Все три месяца гость-племянник ухаживал за Надеждой. То в клуб вместе идут, где Надя в художественной самодеятельности поёт, то в кино — вдвоём, а то в парке у пруда гуляют. Наступил срок, и уехал Леонид на свой Север один. А Надежда зачастила к Тосе. Всё шушукались на кухне.

— Секреты какие-то… — чаёвничая, подивилась как-то Евдоха Груне. Они уже давно помирились. Да и короткие перепалки частенько случались в коммунальном житье-бытье. — Ак чё Надька-то не поехала с твоим племяшом? Со своим Генкой-то у неё… контры — вся любовь кончилась! Могла бы с Лёнькой-то и поехать.

Груня, прихлёбывая из блюдца, пожала плечами: «Сама не пойму. Ровно, ладили… Дак ты сама у дочки-то и спроси пето…»

— А-ай… больно надо!

Перед зимними праздниками Тося взяла отпуск.

— До-очь, ты чёй-та… всё спишь да жуёсся без конца? Смотри, разъелась как корова, — недовольно заметила мать.

— Отпуск же…

А под новый год Тося родила сына.

Козой недоенной орала-голосила Евдоха на весь барак: «Кто-о-о?» Выяснилось: Лёнька — соседки-Груни родственничек, что на семинар приезжал.

— И когда успели?.. — Беспомощно разводила руками Евдоха. — Он же за Надькой ухлястывал… Х-хма… видать, только я — за порог, а у них тута… с моей Тоськой — свой «семинар»! Вот те и на!

* * *

— Ну чё, дурища, сообчай-давай о сыне, — смирилась Павловна, — парнишку-то кормить-поить надо, коли «засеменарил», пущай уж теперь и помогает.

— Вот это парень! — радовалась за подругу и её сынишку Надя, выкладывая подарки. — Всем парням парень!

— Тоська! Какая же ты молодчина! — пришла с гостинцами и Нюра-почтариха, — обмыть мальчонку бы надо!

— Ага, прям щас! — вмешалась Пердя, загасив папиросу. — Обмоете ещё, успеете! И не мельтешитесь мне тута, парню дышать нечем.
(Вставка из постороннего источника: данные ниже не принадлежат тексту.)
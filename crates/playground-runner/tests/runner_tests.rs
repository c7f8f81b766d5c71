//! End-to-end runner tests against a scripted container runtime

use async_channel::{Receiver, Sender};
use async_trait::async_trait;
use futures::stream::{self, BoxStream, StreamExt};
use playground_manifest::{ComponentTree, ExContext, Manifest, Output, ReadyCheck, Service};
use playground_runner::compose::ComposeFile;
use playground_runner::{
    ContainerEvent, ContainerInfo, ContainerRuntime, Error, EventKind, LocalRunner, Result,
    RunnerConfig, TaskStatus,
};
use std::future::Future;
use std::path::Path;
use std::sync::{Arc, Mutex};
use std::time::Duration;

/// Records every call and replays events pushed by the test
struct FakeRuntime {
    calls: Mutex<Vec<String>>,
    cached: Vec<String>,
    events_tx: Sender<ContainerEvent>,
    events_rx: Receiver<ContainerEvent>,
}

impl FakeRuntime {
    fn new(cached: &[&str]) -> Arc<Self> {
        let (events_tx, events_rx) = async_channel::unbounded();
        Arc::new(Self {
            calls: Mutex::new(Vec::new()),
            cached: cached.iter().map(|s| s.to_string()).collect(),
            events_tx,
            events_rx,
        })
    }

    fn emit(&self, service: &str, kind: EventKind) {
        self.events_tx.try_send(ContainerEvent::new(service, kind)).unwrap();
    }

    fn calls(&self) -> Vec<String> {
        self.calls.lock().unwrap().clone()
    }

    fn record(&self, call: String) {
        self.calls.lock().unwrap().push(call);
    }
}

#[async_trait]
impl ContainerRuntime for FakeRuntime {
    async fn image_exists(&self, image: &str) -> Result<bool> {
        Ok(self.cached.iter().any(|c| c == image))
    }

    async fn pull_image(&self, image: &str, _platform: Option<&str>) -> Result<()> {
        self.record(format!("pull {}", image));
        Ok(())
    }

    async fn compose_up(&self, session: &str, compose_file: &Path) -> Result<()> {
        assert!(compose_file.exists());
        self.record(format!("up {}", session));
        Ok(())
    }

    async fn compose_down(&self, session: &str, _compose_file: &Path, keep_volumes: bool) -> Result<()> {
        self.record(format!("down {} keep={}", session, keep_volumes));
        Ok(())
    }

    async fn events(&self, _session: &str) -> Result<BoxStream<'static, ContainerEvent>> {
        Ok(self.events_rx.clone().boxed())
    }

    async fn containers(&self, _session: &str) -> Result<Vec<ContainerInfo>> {
        Ok(vec![ContainerInfo { id: "c-el".to_string(), service: "el".to_string() }])
    }

    async fn logs(&self, container: &str) -> Result<BoxStream<'static, String>> {
        let lines = vec![format!("hello from {}", container)];
        Ok(stream::iter(lines).chain(stream::pending()).boxed())
    }

    async fn kill_session(&self, session: &str) -> Result<()> {
        self.record(format!("kill {}", session));
        Ok(())
    }
}

async fn within<T>(fut: impl Future<Output = T>) -> T {
    futures_lite::future::or(fut, async {
        smol::Timer::after(Duration::from_secs(20)).await;
        panic!("timed out");
    })
    .await
}

fn assemble(services: Vec<Service>) -> Manifest {
    let mut tree = ComponentTree::new("test");
    let root = tree.root();
    for service in services {
        tree.add_service(root, service);
    }
    Manifest::from_tree("brave-otter", "test", ExContext::default(), &tree).unwrap()
}

fn lifecycle(name: &str, init: &[String], start: Option<&str>, stop: &[String]) -> Service {
    let mut service = Service::new(name);
    service.lifecycle_hooks = true;
    service.lifecycle.init = init.to_vec();
    service.lifecycle.start = start.map(String::from);
    service.lifecycle.stop = stop.to_vec();
    service
}

fn read_compose(runner: &LocalRunner) -> ComposeFile {
    let yaml = std::fs::read_to_string(runner.compose_file()).unwrap();
    serde_yaml::from_str(&yaml).unwrap()
}

#[smol_potat::test]
async fn test_same_container_port_gets_distinct_host_ports() {
    let dir = tempfile::tempdir().unwrap();
    let output = Output::new(dir.path()).unwrap();
    let manifest = assemble(vec![
        Service::new("el").with_image("reth").with_args(["--http.port", r#"{{Port "http" 8545}}"#]),
        Service::new("op-geth").with_image("geth").with_args(["--http.port", r#"{{Port "http" 8545}}"#]),
    ]);

    let runner = LocalRunner::prepare(manifest, output.clone(), FakeRuntime::new(&[]), RunnerConfig::new())
        .await
        .unwrap();

    let el = runner.manifest().service("el").unwrap().port("http").unwrap().host_port.unwrap();
    let geth = runner.manifest().service("op-geth").unwrap().port("http").unwrap().host_port.unwrap();
    assert_ne!(el, geth);

    let compose = read_compose(&runner);
    assert!(compose.services["el"].ports.contains(&format!("{}:8545", el)));
    assert!(compose.services["op-geth"].ports.contains(&format!("{}:8545", geth)));

    let saved = Manifest::load(output.path(playground_manifest::MANIFEST_FILE)).unwrap();
    assert_eq!(saved.service("el").unwrap().port("http").unwrap().host_port, Some(el));
}

#[smol_potat::test]
async fn test_host_service_is_reached_through_host_gateway() {
    let dir = tempfile::tempdir().unwrap();
    let output = Output::new(dir.path()).unwrap();
    let manifest = assemble(vec![
        Service::new("el")
            .with_host_path("/bin/sh")
            .with_args(["-c", "sleep 3600", r#"{{Port "http" 8545}}"#])
            .with_ready_check(ReadyCheck::tcp(8545)),
        Service::new("beacon")
            .with_image("lighthouse")
            .with_args(["--execution-endpoint", r#"{{Service "el" "http" "http" ""}}"#])
            .depends_on_healthy("el"),
    ]);

    let runner = LocalRunner::prepare(
        manifest,
        output,
        FakeRuntime::new(&[]),
        RunnerConfig::new().with_host_gateway(true),
    )
    .await
    .unwrap();

    let port = runner.manifest().service("el").unwrap().port("http").unwrap().host_port.unwrap();
    let compose = read_compose(&runner);
    assert!(!compose.services.contains_key("el"));
    let beacon = &compose.services["beacon"];
    assert_eq!(
        beacon.command,
        vec!["--execution-endpoint".to_string(), format!("http://host.docker.internal:{}", port)]
    );
    assert!(beacon.depends_on.is_empty());
    assert_eq!(beacon.extra_hosts, vec!["host.docker.internal:172.17.0.1"]);
}

#[smol_potat::test]
async fn test_ready_after_container_events() {
    let dir = tempfile::tempdir().unwrap();
    let output = Output::new(dir.path()).unwrap();
    let manifest = assemble(vec![
        Service::new("el")
            .with_image("reth")
            .with_args(["--http.port", r#"{{Port "http" 8545}}"#])
            .with_ready_check(ReadyCheck::http("http://localhost:8545")),
        Service::new("beacon").with_image("reth"),
    ]);
    let runtime = FakeRuntime::new(&[]);
    let runner = LocalRunner::prepare(manifest, output.clone(), runtime.clone(), RunnerConfig::new())
        .await
        .unwrap();

    runner.start().await.unwrap();
    assert_eq!(runtime.calls(), vec!["pull reth", "up brave-otter"]);

    runtime.emit("el", EventKind::Start);
    runtime.emit("beacon", EventKind::Start);
    runtime.emit("el", EventKind::Healthy);
    within(runner.wait_for_ready()).await.unwrap();

    let log = output.log_path("el");
    within(async {
        while !std::fs::read_to_string(&log).unwrap_or_default().contains("hello from c-el") {
            smol::Timer::after(Duration::from_millis(20)).await;
        }
    })
    .await;

    runner.stop().await.unwrap();
    assert_eq!(runtime.calls().last().unwrap(), "down brave-otter keep=false");
}

#[smol_potat::test]
async fn test_container_death_ends_session() {
    let dir = tempfile::tempdir().unwrap();
    let output = Output::new(dir.path()).unwrap();
    let manifest = assemble(vec![Service::new("el").with_image("reth")]);
    let runtime = FakeRuntime::new(&["reth"]);
    let runner = LocalRunner::prepare(manifest, output, runtime.clone(), RunnerConfig::new())
        .await
        .unwrap();

    runner.start().await.unwrap();
    assert!(!runtime.calls().iter().any(|c| c.starts_with("pull")));
    runtime.emit("el", EventKind::Start);
    within(runner.wait_for_ready()).await.unwrap();

    runtime.emit("el", EventKind::Die { exit_code: Some(137) });
    let err = within(runner.wait_for_exit()).await;
    let report = match err {
        Error::ServiceDied(report) => report,
        other => panic!("unexpected error {other:?}"),
    };
    assert!(report.contains("Container el exited with code 137"));
    assert!(report.contains("service: el"));
    assert!(report.contains("hello from c-el") || report.contains("el.log"));

    runner.stop().await.unwrap();
}

#[smol_potat::test]
async fn test_deaths_during_stop_are_ignored() {
    let dir = tempfile::tempdir().unwrap();
    let output = Output::new(dir.path()).unwrap();
    let manifest = assemble(vec![Service::new("el").with_image("reth")]);
    let runtime = FakeRuntime::new(&["reth"]);
    let runner = LocalRunner::prepare(manifest, output, runtime.clone(), RunnerConfig::new())
        .await
        .unwrap();

    runner.start().await.unwrap();
    runner.stop().await.unwrap();
    runtime.emit("el", EventKind::Die { exit_code: Some(0) });
    assert!(matches!(within(runner.wait_for_exit()).await, Error::Stopped));
}

#[smol_potat::test]
async fn test_lifecycle_service() {
    let dir = tempfile::tempdir().unwrap();
    let output = Output::new(dir.path().join("session")).unwrap();
    let initialized = dir.path().join("initialized");
    let stopped = dir.path().join("stopped");
    let manifest = assemble(vec![lifecycle(
        "hooks",
        &[format!("echo ok > {}", initialized.display())],
        Some("sleep 3600"),
        &[format!("touch {}", stopped.display())],
    )]);
    let runtime = FakeRuntime::new(&[]);
    let runner = LocalRunner::prepare(manifest, output, runtime.clone(), RunnerConfig::new())
        .await
        .unwrap();

    runner.start().await.unwrap();
    within(runner.wait_for_ready()).await.unwrap();
    assert_eq!(std::fs::read_to_string(&initialized).unwrap(), "ok\n");

    let handles = runner.state().handles().await;
    assert_eq!(handles.len(), 1);
    assert_eq!(handles[0].service, "hooks");

    runner.stop().await.unwrap();
    assert!(stopped.exists());
    assert!(runtime.calls().is_empty());
}

#[smol_potat::test]
async fn test_lifecycle_start_may_finish_before_containers() {
    let dir = tempfile::tempdir().unwrap();
    let output = Output::new(dir.path().join("session")).unwrap();
    let manifest = assemble(vec![
        Service::new("el").with_image("reth"),
        lifecycle("hooks", &["true".to_string()], Some("exit 0"), &[]),
    ]);
    let runtime = FakeRuntime::new(&["reth"]);
    let runner = LocalRunner::prepare(manifest, output, runtime.clone(), RunnerConfig::new())
        .await
        .unwrap();

    runner.start().await.unwrap();
    within(async {
        while runner.state().query("hooks").await.unwrap().status != TaskStatus::Die {
            smol::Timer::after(Duration::from_millis(20)).await;
        }
    })
    .await;

    runtime.emit("el", EventKind::Start);
    within(runner.wait_for_ready()).await.unwrap();
    runner.stop().await.unwrap();
}

#[smol_potat::test]
async fn test_host_exit_fails_readiness() {
    let dir = tempfile::tempdir().unwrap();
    let output = Output::new(dir.path()).unwrap();
    let manifest = assemble(vec![
        Service::new("el")
            .with_host_path("/bin/sh")
            .with_args(["-c", "echo boom; exit 4"])
            .with_ready_check(ReadyCheck::command(["CMD-SHELL", "false"])),
    ]);
    let runner = LocalRunner::prepare(manifest, output, FakeRuntime::new(&[]), RunnerConfig::new())
        .await
        .unwrap();

    runner.start().await.unwrap();
    let err = within(runner.wait_for_ready()).await.unwrap_err();
    let report = match err {
        Error::HostExit(report) => report,
        other => panic!("unexpected error {other:?}"),
    };
    assert!(report.contains("command: /bin/sh -c echo boom; exit 4"));
    assert!(report.contains("boom"));

    runner.stop().await.unwrap();
}

#[smol_potat::test]
async fn test_force_kill() {
    let dir = tempfile::tempdir().unwrap();
    let output = Output::new(dir.path()).unwrap();
    let manifest = assemble(vec![
        Service::new("el").with_image("reth"),
        Service::new("sidecar").with_host_path("/bin/sh").with_args(["-c", "sleep 3600"]),
    ]);
    let runtime = FakeRuntime::new(&["reth"]);
    let runner = LocalRunner::prepare(manifest, output, runtime.clone(), RunnerConfig::new())
        .await
        .unwrap();

    runner.start().await.unwrap();
    runtime.emit("el", EventKind::Start);
    within(runner.wait_for_ready()).await.unwrap();

    runner.force_kill().await.unwrap();
    assert!(runtime.calls().contains(&"kill brave-otter".to_string()));
    within(async {
        while runner.state().query("sidecar").await.unwrap().status != TaskStatus::Die {
            smol::Timer::after(Duration::from_millis(20)).await;
        }
    })
    .await;
}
От Леонида пришла телеграмма. Крупный перевод, потом ещё и ещё.

— Ого какие деньжищи!.. — ликовала Евдоха.

А скоро и сам папаша прикатил ненадолго. Могучий, весёлый, с горой подарков сыну. Бросил тяжёлую пачку денег на клеёнку — новенькие бумажки рассыпались по столу, бабочками закружились на пол. Евдоха спешно собрала ценный «мусор», спрятала под замок в шкапчик. Положив ключ в карман, вышла «на стол собрать». Леонид с интересом глядел на спящего сына, удивлялся: «Мой сынок! Моя кровь… на мою маму похож».

На следующий день молодые с малышом гуляли в парке у пруда. Рядом крутился Пузик, гоняя шумливых воробьёв. Было тепло и солнечно. На голубом небе плавали серые барашки. И листочки на солнце сверкали так, что казались белыми. Тося в весёлом платье лучилась счастьем. У берега плескались и гоготали гуси. Хлопотали и ворковали о чем-то своём голуби. На самом припёке, у квасной бочки, мирно дремала мохнатая кошка, которая, увидев Пузика, выгнулась, зашипела и пустилась прочь с насиженного места.

— Только матери сказал, что внук растёт — надоела: «Вези обоих!» — сказал Леонид и, обходя лужу, осторожно подтолкнул коляску.

— А… моя мама… как же? — приостановилась Тося.

— Не волнуйся, и твою мамашу заберём, — молодой человек улыбнулся, привлёк Тосю, чмокнул, — всем места хватит! Приедем, распишемся, свадьбу сыграем — всё как надо!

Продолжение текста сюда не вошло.